Since my first trip to Iraq in 1999, my most recent in 2015, and throughout other visits to Syria, Jordan and Lebanon, my heart has been seared in solidarity for the people of this part of the world. The contribution of Arabs and Kurds to global civilization is legend—astronomy, mathematics, engineering, language, art, music, religion, as well as a deeply defining culture of hospitality and generosity to visitors. Even now, in the midst of on-going conflicts and massive displacements of people across the region, the warmth, welcome and generosity of the people bespeaks their integrity and stature among other global cultures. Although the modern media often reduces the Middle East as a fractious and dangerous part of the world, the long history of living with diversity of culture, beliefs and language remains strength of the people of this region and I pray that it will soon take root again in the soil of a sustainable peace.
The days, months and years ahead for the people of northern Iraq will be challenging and full of the desolation of war-refugees. How will they find the strength and resolve to begin again? How will the ethnic and religious minorities find assurance of their protection and their human rights? How will countries like ours regard our responsibilities toward Iraq in light of the many missteps in initiating a war that unleashed the conditions for the chaos that has followed? How can our nation continue the policy of limiting refugees’ resettlement from this region given our culpability for these massive migrations?
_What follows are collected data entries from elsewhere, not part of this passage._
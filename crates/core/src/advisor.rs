use crate::aggregate::Aggregator;
use crate::domain::recommendation::RecommendationSet;
use crate::domain::request::{DecisionType, RecommendationRequest, Scope};
use crate::engine::HeuristicEngine;
use crate::error::CoreError;
use crate::freshness::FreshnessTracker;
use crate::ingest::ProviderClient;
use crate::policy::AdvisorConfig;
use crate::resolve::EntityResolver;
use crate::time::season;
use std::sync::Arc;
use tracing::Instrument;

/// Request pipeline: aggregate, then score. One per process; shared across requests.
pub struct Advisor {
    config: Arc<AdvisorConfig>,
    aggregator: Aggregator,
    engine: HeuristicEngine,
}

impl Advisor {
    /// Validates the config; a bad config never reaches request time.
    pub fn from_config(
        config: AdvisorConfig,
        providers: Vec<Arc<dyn ProviderClient>>,
    ) -> Result<Self, CoreError> {
        config.validate()?;
        if providers.is_empty() {
            return Err(CoreError::Configuration(
                "at least one provider is required".to_string(),
            ));
        }
        for p in &providers {
            if !config.provider_priority.contains(p.provider_id()) {
                return Err(CoreError::Configuration(format!(
                    "provider {} is missing from provider_priority",
                    p.provider_id()
                )));
            }
        }

        let config = Arc::new(config);
        let resolver = Arc::new(EntityResolver::with_cross_reference(&config.cross_reference)?);
        let tracker = Arc::new(FreshnessTracker::new(config.provider_priority.clone()));
        tracing::info!(
            providers = providers.len(),
            cross_reference = config.cross_reference.len(),
            "advisor ready"
        );

        Ok(Self {
            aggregator: Aggregator::new(providers, resolver, tracker, Arc::clone(&config)),
            engine: HeuristicEngine::new(Arc::clone(&config)),
            config,
        })
    }

    pub fn config(&self) -> &AdvisorConfig {
        &self.config
    }

    pub fn resolver(&self) -> &EntityResolver {
        self.aggregator.resolver()
    }

    pub async fn advise(
        &self,
        request: &RecommendationRequest,
    ) -> Result<RecommendationSet, CoreError> {
        let span = tracing::info_span!(
            "advise",
            request_id = %request.id,
            decision = ?request.decision
        );
        self.advise_inner(request).instrument(span).await
    }

    async fn advise_inner(
        &self,
        request: &RecommendationRequest,
    ) -> Result<RecommendationSet, CoreError> {
        let request = self.complete_context(request)?;
        let (views, report) = self.aggregator.aggregate(&request).await;

        let recommendations =
            self.engine
                .recommend(&views, &report, request.decision, &request.context)?;
        let trade = match (&request.decision, &request.context.trade) {
            (DecisionType::Trade, Some(proposal)) => {
                Some(self.engine.evaluate_trade(&recommendations, proposal))
            }
            _ => None,
        };

        tracing::info!(
            recommendations = recommendations.len(),
            status = ?report.status,
            "request served"
        );
        Ok(RecommendationSet {
            request_id: request.id,
            decision: request.decision,
            recommendations,
            trade,
            disclosure: report.disclosure(),
            report,
        })
    }

    /// Fills week and late-season from the calendar, and checks scope against the decision.
    fn complete_context(
        &self,
        request: &RecommendationRequest,
    ) -> Result<RecommendationRequest, CoreError> {
        let mut request = request.clone();

        match &request.scope {
            Scope::Entities { keys } if keys.is_empty() => {
                return Err(CoreError::InvalidRequest(
                    "entity scope must name at least one entity".into(),
                ))
            }
            Scope::Roster { team_key } if team_key.trim().is_empty() => {
                return Err(CoreError::InvalidRequest("roster scope needs a team key".into()))
            }
            _ => {}
        }

        if let (DecisionType::Trade, Some(proposal)) = (&request.decision, &request.context.trade) {
            if let Scope::Entities { keys } = &request.scope {
                let uncovered = proposal
                    .give
                    .iter()
                    .chain(&proposal.receive)
                    .find(|k| !keys.contains(*k));
                if let Some(key) = uncovered {
                    return Err(CoreError::InvalidRequest(format!(
                        "trade entity {key} is not in the request scope"
                    )));
                }
            }
        }

        let ctx = &mut request.context;
        if ctx.week.is_none() {
            ctx.week = Some(season::week_for_date(
                self.config.season_start_date,
                ctx.as_of.date_naive(),
            ));
        }
        if ctx.late_season.is_none() {
            ctx.late_season = Some(season::is_late_season(
                self.config.horizon_switch_date,
                ctx.as_of,
            ));
        }
        Ok(request)
    }
}

#[cfg(test)]
mod tests {
    use super::*;
    use crate::domain::entity::{CanonicalKey, ProviderId};
    use crate::domain::observation::FieldGroup;
    use crate::domain::recommendation::{DataConfidence, Disclosure, TradeVerdict, Verdict};
    use crate::domain::request::{DecisionContext, TradeProposal};
    use crate::error::ProviderError;
    use crate::ingest::StaticProvider;
    use crate::testutil::{config, provider, start_sit_item, ts, ALL_GROUPS};
    use serde_json::json;

    fn timing_out(id: &str) -> Arc<dyn ProviderClient> {
        Arc::new(StaticProvider::failing(
            ProviderId::new(id),
            ALL_GROUPS.to_vec(),
            ProviderError::Timeout,
        ))
    }

    #[tokio::test]
    async fn live_request_confirms_live_data() {
        let p1 = provider(
            "p1",
            &ALL_GROUPS,
            ts(11, 50),
            json!([start_sit_item("1", "Casey Example", 14.0), start_sit_item("2", "Drew Example", 8.0)]),
        );
        let advisor = Advisor::from_config(config(&["p1"]), vec![p1]).unwrap();
        let req = RecommendationRequest::new(
            Scope::Roster {
                team_key: "t1".into(),
            },
            DecisionType::StartSit,
            DecisionContext::new(ts(12, 0)),
        );

        let set = advisor.advise(&req).await.unwrap();
        assert_eq!(set.request_id, req.id);
        assert_eq!(set.recommendations.len(), 2);
        assert_eq!(set.recommendations[0].entity.as_str(), "casey-example");
        assert_eq!(set.recommendations[0].verdict, Verdict::Start);
        assert!(set
            .recommendations
            .iter()
            .all(|r| r.confidence == DataConfidence::Live));
        assert!(matches!(set.disclosure, Disclosure::LiveData { .. }));
    }

    #[tokio::test]
    async fn calendar_week_benches_entity_on_bye() {
        // 2026-10-16 falls in week 6 of a season starting 2026-09-08.
        let mut idle = start_sit_item("1", "Casey Example", 14.0);
        idle["fields"]["bye_week"] = json!(6);
        let p1 = provider(
            "p1",
            &ALL_GROUPS,
            ts(11, 50),
            json!([idle, start_sit_item("2", "Drew Example", 8.0)]),
        );
        let advisor = Advisor::from_config(config(&["p1"]), vec![p1]).unwrap();
        let req = RecommendationRequest::new(
            Scope::Roster {
                team_key: "t1".into(),
            },
            DecisionType::StartSit,
            DecisionContext::new(ts(12, 0)),
        );

        let set = advisor.advise(&req).await.unwrap();
        assert_eq!(set.recommendations[0].entity.as_str(), "drew-example");
        assert_eq!(set.recommendations[0].verdict, Verdict::Start);
        let casey = &set.recommendations[1];
        assert_eq!(casey.verdict, Verdict::Sit);
        assert_eq!(casey.score.median, 0.0);
        assert!(casey.rationale.contains("On bye in week 6"));
    }

    #[tokio::test]
    async fn all_timeouts_raise_insufficient_data() {
        let advisor =
            Advisor::from_config(config(&["p1", "p2"]), vec![timing_out("p1"), timing_out("p2")])
                .unwrap();
        let req = RecommendationRequest::new(
            Scope::Entities {
                keys: vec![CanonicalKey::new("casey-example")],
            },
            DecisionType::StartSit,
            DecisionContext::new(ts(12, 0)),
        );

        match advisor.advise(&req).await {
            Err(CoreError::InsufficientData {
                entities,
                providers_tried,
                ..
            }) => {
                assert_eq!(entities, vec![CanonicalKey::new("casey-example")]);
                assert_eq!(providers_tried.len(), 2);
            }
            other => panic!("expected insufficient data, got {other:?}"),
        }
    }

    #[tokio::test]
    async fn partial_outage_degrades_with_fallback_disclosure() {
        let usage_only = provider(
            "p1",
            &[FieldGroup::Usage, FieldGroup::Projection, FieldGroup::Matchup],
            ts(11, 50),
            json!([start_sit_item("1", "Casey Example", 14.0)]),
        );
        let advisor =
            Advisor::from_config(config(&["p1", "p2"]), vec![usage_only, timing_out("p2")])
                .unwrap();
        let req = RecommendationRequest::new(
            Scope::Roster {
                team_key: "t1".into(),
            },
            DecisionType::StartSit,
            DecisionContext::new(ts(12, 0)),
        );

        let set = advisor.advise(&req).await.unwrap();
        let rec = &set.recommendations[0];
        assert_eq!(rec.confidence, DataConfidence::Fallback);
        assert!(rec.rationale.contains("health_status"));
        match &set.disclosure {
            Disclosure::FallbackWarning { missing, .. } => {
                assert!(missing.contains(&(CanonicalKey::new("casey-example"), crate::domain::observation::Field::HealthStatus)));
            }
            other => panic!("expected fallback warning, got {other:?}"),
        }
    }

    #[tokio::test]
    async fn trade_request_carries_summary() {
        let item = |id: &str, name: &str, ros: f64| {
            json!({
                "raw_id": id,
                "name": name,
                "team": "KC",
                "position": "RB",
                "fields": {
                    "snap_share": 0.7,
                    "target_share": 0.1,
                    "health_status": "active",
                    "rest_of_season_points": ros
                }
            })
        };
        let p1 = provider(
            "p1",
            &ALL_GROUPS,
            ts(11, 50),
            json!([item("1", "Casey Example", 9.0), item("2", "Drew Example", 13.0)]),
        );
        let advisor = Advisor::from_config(config(&["p1"]), vec![p1]).unwrap();
        let casey = CanonicalKey::new("casey-example");
        let drew = CanonicalKey::new("drew-example");
        let mut ctx = DecisionContext::new(ts(12, 0));
        ctx.trade = Some(TradeProposal {
            give: vec![casey.clone()],
            receive: vec![drew.clone()],
        });
        let req = RecommendationRequest::new(
            Scope::Entities {
                keys: vec![casey, drew],
            },
            DecisionType::Trade,
            ctx,
        );

        let set = advisor.advise(&req).await.unwrap();
        let trade = set.trade.unwrap();
        assert_eq!(trade.verdict, TradeVerdict::Accept);
        assert!(trade.net > 0.0);
    }

    #[tokio::test]
    async fn trade_entities_must_be_in_scope() {
        let advisor = Advisor::from_config(config(&["p1"]), vec![timing_out("p1")]).unwrap();
        let mut ctx = DecisionContext::new(ts(12, 0));
        ctx.trade = Some(TradeProposal {
            give: vec![CanonicalKey::new("a")],
            receive: vec![CanonicalKey::new("b")],
        });
        let req = RecommendationRequest::new(
            Scope::Entities {
                keys: vec![CanonicalKey::new("a")],
            },
            DecisionType::Trade,
            ctx,
        );
        let err = advisor.advise(&req).await.unwrap_err();
        assert_eq!(err.kind(), "invalid_request");
    }

    #[test]
    fn rejects_provider_outside_priority() {
        let err = Advisor::from_config(config(&["p1"]), vec![timing_out("p9")])
            .err()
            .unwrap();
        assert_eq!(err.kind(), "configuration");
    }

    #[test]
    fn fills_calendar_context() {
        let advisor = Advisor::from_config(config(&["p1"]), vec![timing_out("p1")]).unwrap();
        let req = RecommendationRequest::new(
            Scope::Roster {
                team_key: "t1".into(),
            },
            DecisionType::StartSit,
            DecisionContext::new(ts(12, 0)),
        );
        let completed = advisor.complete_context(&req).unwrap();
        assert_eq!(completed.context.week, Some(6));
        assert_eq!(completed.context.late_season, Some(false));
    }
}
If you are interested in following the journey of the Iraqi people and the Dominican Sisters of Mosul, as they contemplate their return to their homeland, I invite you to visit the website http://www.hnroiraq.org/en/our-mission to read about the work of our Dominican Sisters in the humanitarian relief efforts. Iraqi Dominican Sister Diana Momeka, OP is the co-founder of this organization.
If you would like to listen to recent interview on WYNC of Archbishop Warda of Iraq who describes the challenge of return to the Nineveh Plan for Christians and other minorities go to http://www.wnyc.org/story/iraqi-archbishop-looks-for-reconciliation/.
Sister Arlene Flaherty, O.P.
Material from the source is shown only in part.